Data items
//! Filter subsystem
//!
//! Turns the `filter` request parameter into a storage predicate.
//!
//! # Flow
//!
//! 1. `parse_filter` turns text into a `FilterExpr` tree
//! 2. `compile` resolves every property against the endpoint's
//!    `PropertyRegistry`, type-checks every literal and emits a `Predicate`
//!
//! Both steps are pure; the first error stops compilation.

mod ast;
mod compiler;
mod errors;
mod parser;
mod registry;

pub use ast::{FilterExpr, FilterOp};
pub use compiler::compile;
pub use errors::{FilterError, FilterResult};
pub use parser::{parse_filter, MAX_DEPTH, MAX_FILTER_LEN, MAX_TERMS};
pub use registry::{PropertyDescriptor, PropertyRegistry};

use crate::predicate::Predicate;

/// Parses and compiles a filter string in one step
pub fn compile_str(filter: &str, registry: &PropertyRegistry) -> FilterResult<Predicate> {
    compile(&parse_filter(filter)?, registry)
}
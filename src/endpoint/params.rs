//! # List Query Parameters
//!
//! Reads the wire parameters of a list request:
//! - `filter`: filter expression
//! - `sort`: repeatable sort token
//! - `after`: opaque cursor
//! - `limit`: page size
//!
//! Other parameters belong to the HTTP layer and are ignored.

use url::Url;

use super::errors::{QueryError, QueryResult};

/// Raw list parameters, before resolution against an endpoint
#[derive(Debug, Clone, Default, PartialEq, Eq)]
pub struct ListParams {
    pub filter: Option<String>,
    pub sort: Vec<String>,
    pub after: Option<String>,
    pub limit: Option<String>,
}

fn set_once(slot: &mut Option<String>, name: &str, value: &str) -> QueryResult<()> {
    if value.is_empty() {
        return Ok(());
    }
    if slot.is_some() {
        return Err(QueryError::InvalidParameter {
            name: name.to_string(),
            reason: "given more than once".to_string(),
        });
    }
    *slot = Some(value.to_string());
    Ok(())
}

impl ListParams {
    /// Collects parameters from decoded key/value pairs.
    ///
    /// Empty values count as absent. `filter`, `after` and `limit` may
    /// appear at most once.
    pub fn from_pairs<I, K, V>(pairs: I) -> QueryResult<Self>
    where
        I: IntoIterator<Item = (K, V)>,
        K: AsRef<str>,
        V: AsRef<str>,
    {
        let mut params = ListParams::default();
        for (key, value) in pairs {
            let value = value.as_ref();
            match key.as_ref() {
                "filter" => set_once(&mut params.filter, "filter", value)?,
                "after" => set_once(&mut params.after, "after", value)?,
                "limit" => set_once(&mut params.limit, "limit", value)?,
                "sort" if !value.is_empty() => params.sort.push(value.to_string()),
                _ => {}
            }
        }
        Ok(params)
    }

    /// Collects parameters from a request URL's query string
    pub fn from_url(url: &Url) -> QueryResult<Self> {
        Self::from_pairs(url.query_pairs())
    }

    pub fn with_filter(mut self, filter: impl Into<String>) -> Self {
        self.filter = Some(filter.into());
        self
    }

    pub fn with_sort(mut self, token: impl Into<String>) -> Self {
        self.sort.push(token.into());
        self
    }

    pub fn with_after(mut self, after: impl Into<String>) -> Self {
        self.after = Some(after.into());
        self
    }

    pub fn with_limit(mut self, limit: usize) -> Self {
        self.limit = Some(limit.to_string());
        self
    }
}
//! # Catalog
//!
//! Declares the list resources a process serves. Each resource becomes a
//! `ListEndpoint` plus the `MemoryTable` holding its rows. The catalog is
//! read once at startup; any invalid declaration stops the process before a
//! request is served.
//!
//! ```json
//! {
//!   "resources": {
//!     "shows": {
//!       "primary_key": { "name": "id", "type": "int" },
//!       "filters": [
//!         { "name": "genre", "type": "enum", "values": ["action", "drama"] },
//!         { "name": "tags", "type": "string", "array": true }
//!       ],
//!       "sorts": [{ "name": "rating", "type": "float", "nullable": true }],
//!       "default_sort": ["-rating"],
//!       "rows": []
//!     }
//!   }
//! }
//! ```

mod defs;
mod errors;

pub use defs::{CatalogDef, FilterDef, KeyDef, ResourceDef, SortDef};
pub use errors::{CatalogError, CatalogResult};

use std::collections::BTreeMap;
use std::fs;
use std::path::Path;

use crate::endpoint::{ListEndpoint, DEFAULT_LIMIT, MAX_LIMIT};
use crate::executor::MemoryTable;
use crate::filter::{PropertyDescriptor, PropertyRegistry};
use crate::observability::{log_event_with_fields, Event};
use crate::sort::{SortRegistry, SortableDescriptor};
use crate::value::ValueType;

/// Limits applied to resources that declare none
#[derive(Debug, Clone, Copy, PartialEq, Eq)]
pub struct LimitDefaults {
    pub default_limit: usize,
    pub max_limit: usize,
}

impl Default for LimitDefaults {
    fn default() -> Self {
        Self {
            default_limit: DEFAULT_LIMIT,
            max_limit: MAX_LIMIT,
        }
    }
}

/// One served resource
#[derive(Debug, Clone)]
pub struct Resource {
    pub endpoint: ListEndpoint,
    pub table: MemoryTable,
}

/// All served resources, by name
#[derive(Debug, Clone, Default)]
pub struct Catalog {
    resources: BTreeMap<String, Resource>,
}

impl Catalog {
    /// Reads and registers a catalog file
    pub fn load(path: &Path, limits: LimitDefaults) -> CatalogResult<Self> {
        let content = fs::read_to_string(path).map_err(|source| CatalogError::Read {
            path: path.to_path_buf(),
            source,
        })?;
        let def: CatalogDef = serde_json::from_str(&content)?;
        let catalog = Self::from_def(def, limits)?;

        let count = catalog.len().to_string();
        let path = path.display().to_string();
        log_event_with_fields(
            Event::CatalogLoaded,
            &[("path", path.as_str()), ("resources", count.as_str())],
        );
        Ok(catalog)
    }

    /// Registers every resource of a parsed catalog
    pub fn from_def(def: CatalogDef, limits: LimitDefaults) -> CatalogResult<Self> {
        let mut resources = BTreeMap::new();
        for (name, resource) in def.resources {
            let built = build_resource(&name, resource, limits)?;
            log_registered(&built.endpoint, built.table.len());
            resources.insert(name, built);
        }
        Ok(Self { resources })
    }

    pub fn get(&self, name: &str) -> Option<&Resource> {
        self.resources.get(name)
    }

    pub fn names(&self) -> Vec<String> {
        self.resources.keys().cloned().collect()
    }

    pub fn len(&self) -> usize {
        self.resources.len()
    }

    pub fn is_empty(&self) -> bool {
        self.resources.is_empty()
    }
}

fn build_resource(name: &str, def: ResourceDef, limits: LimitDefaults) -> CatalogResult<Resource> {
    let registry_err = |source| CatalogError::Registry {
        resource: name.to_string(),
        source,
    };

    let mut properties = Vec::with_capacity(def.filters.len());
    for filter in def.filters {
        properties.push(property(name, filter)?);
    }
    let filters = PropertyRegistry::new(properties).map_err(registry_err)?;

    let keys = def.sorts.into_iter().map(sortable).collect();
    let primary_key = key(def.primary_key);
    let mut sorts = SortRegistry::new(keys, primary_key).map_err(registry_err)?;
    if !def.default_sort.is_empty() {
        sorts = sorts
            .with_default_sort(def.default_sort)
            .map_err(registry_err)?;
    }

    let endpoint = ListEndpoint::new(name, filters, sorts)
        .with_limits(
            def.default_limit.unwrap_or(limits.default_limit),
            def.max_limit.unwrap_or(limits.max_limit),
        )
        .map_err(registry_err)?;

    Ok(Resource {
        endpoint,
        table: MemoryTable::new(def.rows),
    })
}

fn property(resource: &str, def: FilterDef) -> CatalogResult<PropertyDescriptor> {
    let invalid = |reason: &str| CatalogError::InvalidProperty {
        resource: resource.to_string(),
        property: def.name.clone(),
        reason: reason.to_string(),
    };

    let mut desc = match (def.value_type, &def.values) {
        (ValueType::Enum, Some(values)) => PropertyDescriptor::enumeration(&def.name, values.clone()),
        (ValueType::Enum, None) => PropertyDescriptor::enumeration(&def.name, Vec::<String>::new()),
        (_, Some(_)) => return Err(invalid("values are only allowed on enum properties")),
        (value_type, None) => PropertyDescriptor::new(&def.name, value_type),
    };
    if def.array {
        desc = desc.array();
    }
    if let Some(column) = def.column {
        desc = desc.with_column(column);
    }
    Ok(desc)
}

fn sortable(def: SortDef) -> SortableDescriptor {
    let mut desc = SortableDescriptor::new(def.name, def.value_type);
    if def.nullable {
        desc = desc.nullable();
    }
    if let Some(column) = def.column {
        desc = desc.with_column(column);
    }
    desc
}

fn key(def: KeyDef) -> SortableDescriptor {
    let desc = SortableDescriptor::new(def.name, def.value_type);
    match def.column {
        Some(column) => desc.with_column(column),
        None => desc,
    }
}

fn log_registered(endpoint: &ListEndpoint, rows: usize) {
    let filters = endpoint.filters().names().join(",");
    let sorts = endpoint.sorts().names().join(",");
    let default_sort = endpoint.sorts().default_sort().join(",");
    let default_limit = endpoint.default_limit().to_string();
    let max_limit = endpoint.max_limit().to_string();
    let rows = rows.to_string();
    log_event_with_fields(
        Event::EndpointRegistered,
        &[
            ("resource", endpoint.name()),
            ("filters", filters.as_str()),
            ("sorts", sorts.as_str()),
            ("default_sort", default_sort.as_str()),
            ("default_limit", default_limit.as_str()),
            ("max_limit", max_limit.as_str()),
            ("primary_key", endpoint.sorts().primary_key().name.as_str()),
            ("rows", rows.as_str()),
        ],
    );
}
//! Sort subsystem
//!
//! Resolves `sort` request tokens into a total order.
//!
//! # Guarantees
//!
//! - The primary key is always appended as an ascending tie-break, so no
//!   two rows ever compare equal
//! - NULLs sort after every non-null value, in both directions
//! - `random:<seed>` reproduces the same shuffle on every page without any
//!   server-side state

mod errors;
mod order;
mod random;
mod registry;
mod spec;

pub use errors::{SortError, SortResult};
pub use order::{compare_nullable, compare_rows, OrderTerm};
pub use random::{fresh_seed, seeded_hash, seeded_hash_json};
pub use registry::{SortRegistry, SortableDescriptor};
pub use spec::{resolve, resolve_with_seed, RandomSort, SortDirection, SortKey, SortSpec};
//! Content-type sniffing for downloaded payloads.
//!
//! Payloads carry no declared type, so the storage suffix is inferred from
//! their leading bytes using the WHATWG MIME sniffing signatures.

/// Only this many leading bytes are inspected.
pub const SNIFF_LEN: usize = 512;

/// Byte-pattern signature, optionally masked.
struct Signature {
    /// `None` means the pattern must match exactly.
    mask: Option<&'static [u8]>,
    pattern: &'static [u8],
    /// Leading whitespace is skipped before matching.
    skip_ws: bool,
    content_type: &'static str,
}

impl Signature {
    const fn exact(pattern: &'static [u8], content_type: &'static str) -> Self {
        Self { mask: None, pattern, skip_ws: false, content_type }
    }

    const fn masked(
        mask: &'static [u8],
        pattern: &'static [u8],
        content_type: &'static str,
    ) -> Self {
        Self { mask: Some(mask), pattern, skip_ws: false, content_type }
    }

    fn matches(&self, data: &[u8]) -> bool {
        let data = if self.skip_ws { skip_whitespace(data) } else { data };
        if data.len() < self.pattern.len() {
            return false;
        }
        match self.mask {
            None => data.starts_with(self.pattern),
            Some(mask) => data
                .iter()
                .zip(mask)
                .zip(self.pattern)
                .all(|((byte, mask), expected)| byte & mask == *expected),
        }
    }
}

// ====== SIGNATURES ======

/// HTML tags recognised at the start of a document (upper-case).
const HTML_TAGS: &[&[u8]] = &[
    b"<!DOCTYPE HTML",
    b"<HTML",
    b"<HEAD",
    b"<SCRIPT",
    b"<IFRAME",
    b"<H1",
    b"<DIV",
    b"<FONT",
    b"<TABLE",
    b"<A",
    b"<STYLE",
    b"<TITLE",
    b"<B",
    b"<BODY",
    b"<BR",
    b"<P",
    b"<!--",
];

static SIGNATURES: &[Signature] = &[
    Signature {
        mask: None,
        pattern: b"<?xml",
        skip_ws: true,
        content_type: "text/xml",
    },
    Signature::exact(b"%PDF-", "application/pdf"),
    Signature::exact(b"%!PS-Adobe-", "application/postscript"),
    // Byte order marks
    Signature::exact(b"\xFE\xFF", "text/plain"),
    Signature::exact(b"\xFF\xFE", "text/plain"),
    Signature::exact(b"\xEF\xBB\xBF", "text/plain"),
    // Images
    Signature::exact(b"\x00\x00\x01\x00", "image/x-icon"),
    Signature::exact(b"\x00\x00\x02\x00", "image/x-icon"),
    Signature::exact(b"BM", "image/bmp"),
    Signature::exact(b"GIF87a", "image/gif"),
    Signature::exact(b"GIF89a", "image/gif"),
    Signature::masked(
        b"\xFF\xFF\xFF\xFF\x00\x00\x00\x00\xFF\xFF\xFF\xFF\xFF\xFF",
        b"RIFF\x00\x00\x00\x00WEBPVP",
        "image/webp",
    ),
    Signature::exact(b"\x89PNG\x0D\x0A\x1A\x0A", "image/png"),
    Signature::exact(b"\xFF\xD8\xFF", "image/jpeg"),
    // Audio
    Signature::exact(b"ID3", "audio/mpeg"),
    Signature::exact(b"OggS\x00", "application/ogg"),
    Signature::exact(b"fLaC", "audio/flac"),
    // Archives
    Signature::exact(b"\x1F\x8B\x08", "application/x-gzip"),
    Signature::exact(b"PK\x03\x04", "application/zip"),
    Signature::exact(b"Rar!\x1A\x07\x00", "application/x-rar-compressed"),
    Signature::exact(b"Rar!\x1A\x07\x01\x00", "application/x-rar-compressed"),
];

fn is_whitespace(byte: u8) -> bool {
    matches!(byte, b'\t' | b'\n' | b'\x0C' | b'\r' | b' ')
}

fn skip_whitespace(data: &[u8]) -> &[u8] {
    let start = data.iter().position(|b| !is_whitespace(*b)).unwrap_or(data.len());
    &data[start..]
}

/// Case-insensitive HTML tag match, terminated by a space or `>`.
fn is_html(data: &[u8]) -> bool {
    let data = skip_whitespace(data);
    HTML_TAGS.iter().any(|tag| {
        data.len() > tag.len()
            && data[..tag.len()].eq_ignore_ascii_case(tag)
            && matches!(data[tag.len()], b' ' | b'>')
    })
}

/// Bytes that never occur in plain text.
fn is_binary(byte: u8) -> bool {
    matches!(byte, 0x00..=0x08 | 0x0B | 0x0E..=0x1A | 0x1C..=0x1F)
}

/// Sniff the content type of a payload from its leading bytes.
///
/// Returns a bare `type/subtype` without parameters, or `None` when the
/// content is empty or matches no known signature.
pub fn sniff_content_type(data: &[u8]) -> Option<&'static str> {
    let data = &data[..data.len().min(SNIFF_LEN)];
    if data.is_empty() {
        return None;
    }

    if is_html(data) {
        return Some("text/html");
    }

    if let Some(sig) = SIGNATURES.iter().find(|sig| sig.matches(data)) {
        return Some(sig.content_type);
    }

    if !data.iter().copied().any(is_binary) {
        return Some("text/plain");
    }

    None
}

/// Derive a file suffix (including the leading dot) from a content type.
///
/// `image/png` becomes `.png`. A type without `/`, or one with more than
/// two segments whose first segment is not `image`, is used whole. No type
/// yields an empty suffix.
pub fn suffix_for_content_type(content_type: Option<&str>) -> String {
    let content_type = match content_type {
        Some(ct) if !ct.is_empty() => ct,
        _ => return String::new(),
    };

    let segments: Vec<&str> = content_type.split('/').collect();
    match segments.as_slice() {
        [_] => format!(".{}", content_type),
        [first, ..] if segments.len() > 2 && *first != "image" => format!(".{}", content_type),
        [_, subtype, ..] => format!(".{}", subtype),
        [] => String::new(),
    }
}

/// Sniff a payload and derive its storage suffix.
pub fn derive_suffix(data: &[u8]) -> String {
    suffix_for_content_type(sniff_content_type(data))
}
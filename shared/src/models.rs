/// Data model shared by the fetch and persist stages.
use std::collections::BTreeMap;
use std::fmt;
use std::path::PathBuf;
use std::str::FromStr;

use bytes::Bytes;

use crate::errors::{UnknownImageSize, WriteError};

/// Size class of a cover image.
#[derive(Debug, Clone, Copy, PartialEq, Eq, PartialOrd, Ord, Hash)]
pub enum ImageSize {
    Default,
    Small,
    Large,
    XLarge,
}

impl ImageSize {
    pub const ALL: [ImageSize; 4] = [
        ImageSize::Default,
        ImageSize::Small,
        ImageSize::Large,
        ImageSize::XLarge,
    ];

    pub fn as_str(&self) -> &'static str {
        match self {
            ImageSize::Default => "default",
            ImageSize::Small => "small",
            ImageSize::Large => "large",
            ImageSize::XLarge => "xlarge",
        }
    }
}

impl fmt::Display for ImageSize {
    fn fmt(&self, f: &mut fmt::Formatter<'_>) -> fmt::Result {
        f.write_str(self.as_str())
    }
}

impl FromStr for ImageSize {
    type Err = UnknownImageSize;

    fn from_str(s: &str) -> Result<Self, Self::Err> {
        ImageSize::ALL
            .into_iter()
            .find(|size| size.as_str().eq_ignore_ascii_case(s))
            .ok_or_else(|| UnknownImageSize(s.to_string()))
    }
}

/// Raw bytes of a successfully retrieved variant.
#[derive(Debug, Clone, PartialEq, Eq)]
pub struct Payload(Bytes);

impl Payload {
    pub fn new(bytes: impl Into<Bytes>) -> Self {
        Self(bytes.into())
    }

    pub fn as_bytes(&self) -> &[u8] {
        &self.0
    }
}

/// Remote address of each variant, keyed by variant.
pub type Locators<K> = BTreeMap<K, String>;

/// Payloads of the variants whose retrieval succeeded.
pub type FetchResult<K> = BTreeMap<K, Payload>;

/// Outcome of a persist stage.
///
/// Both lists are ordered by variant key.
#[derive(Debug, Default)]
pub struct Report {
    /// Files written successfully.
    pub written: Vec<PathBuf>,
    /// Causes of every failed write.
    pub failures: Vec<WriteError>,
}

impl Report {
    /// Whether any write failed.
    pub fn any_failure(&self) -> bool {
        !self.failures.is_empty()
    }
}

impl fmt::Display for Report {
    fn fmt(&self, f: &mut fmt::Formatter<'_>) -> fmt::Result {
        for (i, failure) in self.failures.iter().enumerate() {
            if i > 0 {
                writeln!(f)?;
            }
            write!(f, "{}", failure)?;
        }
        Ok(())
    }
}
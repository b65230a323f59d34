/// Fetch-then-persist glue.
use std::fmt::Display;

use tracing::{info, warn};

use coverfetch_shared::{Locators, Report};

use crate::{Fetcher, Persister};

/// Fetch every locator, then persist whatever was retrieved under `prefix`.
///
/// Variants that fail to download are skipped; only write failures end up
/// in the report.
pub async fn download_and_save<K>(
    fetcher: &Fetcher,
    persister: &Persister,
    prefix: &str,
    locators: &Locators<K>,
) -> Report
where
    K: Ord + Clone + Display + Send + 'static,
{
    info!("Downloading {} cover variant(s) for {:?}", locators.len(), prefix);

    let payloads = fetcher.fetch(locators).await;
    if payloads.is_empty() && !locators.is_empty() {
        warn!("No cover variant could be downloaded for {:?}", prefix);
    }

    persister.persist(prefix, payloads).await
}
/// Concurrent persistence of fetched payloads.
///
/// Each payload is written to `<output_dir>/<prefix>-<key><suffix>` where the
/// suffix is sniffed from the payload bytes. Write failures are collected
/// into the returned [`Report`], never raised.
use std::collections::BTreeMap;
use std::fmt::Display;
use std::path::{Path, PathBuf};
use std::sync::Arc;

use tokio::io::AsyncWriteExt;
use tokio::sync::Semaphore;
use tokio::task::JoinSet;
use tracing::{debug, error, info};

use coverfetch_shared::sniff::derive_suffix;
use coverfetch_shared::{FetchResult, Payload, Report, WriteError};

use crate::concurrency_limit;

/// Writes payloads to durable storage.
#[derive(Clone)]
pub struct Persister {
    output_dir: PathBuf,
    limit: Option<Arc<Semaphore>>,
}

impl Persister {
    /// Create a persister writing into `output_dir`.
    pub fn new(output_dir: impl Into<PathBuf>) -> Self {
        Self {
            output_dir: output_dir.into(),
            limit: None,
        }
    }

    /// Limit how many writes run at once. `None` removes the limit.
    pub fn with_max_concurrent(mut self, max_concurrent: Option<usize>) -> Self {
        self.limit = concurrency_limit(max_concurrent);
        self
    }

    /// Write every payload concurrently and report the failures.
    ///
    /// Waits for every spawned write before returning. Both lists in the
    /// report are ordered by key.
    pub async fn persist<K>(&self, prefix: &str, payloads: FetchResult<K>) -> Report
    where
        K: Ord + Clone + Display + Send + 'static,
    {
        // Payload clones share their bytes; they name the target of any task
        // that never reports back.
        let mut pending: BTreeMap<K, Payload> = BTreeMap::new();
        let mut tasks = JoinSet::new();
        for (key, payload) in payloads {
            pending.insert(key.clone(), payload.clone());

            let output_dir = self.output_dir.clone();
            let prefix = prefix.to_string();
            let limit = self.limit.clone();
            tasks.spawn(async move {
                let _permit = match limit {
                    Some(semaphore) => semaphore.acquire_owned().await.ok(),
                    None => None,
                };
                let path = target_path(&output_dir, &prefix, &key, &payload);
                let outcome = write_payload(&path, &payload).await;
                (key, path, outcome)
            });
        }

        let mut outcomes: BTreeMap<K, (PathBuf, std::io::Result<()>)> = BTreeMap::new();
        while let Some(joined) = tasks.join_next().await {
            match joined {
                Ok((key, path, outcome)) => {
                    pending.remove(&key);
                    outcomes.insert(key, (path, outcome));
                }
                Err(e) => error!("Write task did not complete: {}", e),
            }
        }

        // Tasks that never reported back still count as failed writes.
        for (key, payload) in pending {
            let path = target_path(&self.output_dir, prefix, &key, &payload);
            let cause = std::io::Error::new(std::io::ErrorKind::Other, "write task aborted");
            outcomes.insert(key, (path, Err(cause)));
        }

        let mut report = Report::default();
        for (key, (path, outcome)) in outcomes {
            match outcome {
                Ok(()) => {
                    debug!("Saved {} cover to {}", key, path.display());
                    report.written.push(path);
                }
                Err(source) => {
                    let failure = WriteError {
                        key: key.to_string(),
                        path,
                        source,
                    };
                    error!("{}", failure);
                    report.failures.push(failure);
                }
            }
        }

        info!(
            "Saved {} cover(s), {} failed",
            report.written.len(),
            report.failures.len()
        );
        report
    }
}

/// `<output_dir>/<prefix>-<key><suffix>`, with the suffix sniffed from the payload.
fn target_path(
    output_dir: &Path,
    prefix: &str,
    key: &impl Display,
    payload: &Payload,
) -> PathBuf {
    let suffix = derive_suffix(payload.as_bytes());
    output_dir.join(format!("{}-{}{}", prefix, key, suffix))
}

/// Create or truncate `path` and write the payload to it.
///
/// New files get mode `0666` before the process umask is applied.
async fn write_payload(path: &Path, payload: &Payload) -> std::io::Result<()> {
    let mut options = tokio::fs::OpenOptions::new();
    options.write(true).create(true).truncate(true);
    #[cfg(unix)]
    options.mode(0o666);

    let mut file = options.open(path).await?;
    file.write_all(payload.as_bytes()).await?;
    file.flush().await
}
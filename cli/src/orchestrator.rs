/// Resolve a target and run the download pipeline for it.
use tracing::info;

use coverfetch_downloader::{download_and_save, Fetcher, Persister};
use coverfetch_shared::{CoverError, CoverResult, Report};

use crate::metadata::{Credentials, MetadataService};
use crate::target::TargetUri;

/// Log in, resolve `target`, then fetch and save its covers.
///
/// A report with any write failure is turned into [`CoverError::Persist`].
pub async fn download_covers(
    service: &dyn MetadataService,
    credentials: &Credentials,
    target: &TargetUri,
    fetcher: &Fetcher,
    persister: &Persister,
) -> CoverResult<Report> {
    let hex_id = target.hex_id()?;

    let session = service.login(credentials).await?;
    info!("Logged in as {}", credentials.username());

    let resolved = service.resolve(&session, target.kind, &hex_id).await?;
    info!(
        "Resolved {} {:?} with {} cover(s)",
        target.kind,
        resolved.name,
        resolved.locators.len()
    );

    let report = download_and_save(fetcher, persister, &resolved.name, &resolved.locators).await;
    if report.any_failure() {
        return Err(CoverError::Persist(report));
    }
    Ok(report)
}
//! Human-readable counts for progress logs.

const SUFFIXES: [&str; 5] = ["", "K", "M", "G", "P"];

/// Shorten a count to one decimal with a magnitude suffix: `12345` → `12.3K`.
pub fn millify(n: f64) -> String {
    if n == 0.0 || !n.is_finite() {
        return format!("{:.1}", n);
    }
    let idx = ((n.abs().log10() / 3.0).floor() as i64).clamp(0, SUFFIXES.len() as i64 - 1) as usize;
    format!("{:.1}{}", n / 10f64.powi(3 * idx as i32), SUFFIXES[idx])
}

#[cfg(test)]
mod tests {
    use super::*;

    #[test]
    fn test_millify() {
        assert_eq!(millify(0.0), "0.0");
        assert_eq!(millify(999.0), "999.0");
        assert_eq!(millify(12_345.0), "12.3K");
        assert_eq!(millify(2_500_000.0), "2.5M");
        assert_eq!(millify(0.5), "0.5");
    }
}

# Exercise brief
Go through the lines above. Select every one that has the string "masked".

# Output
/// Byte-pattern signature, optionally masked.
    const fn masked(
    Signature::masked(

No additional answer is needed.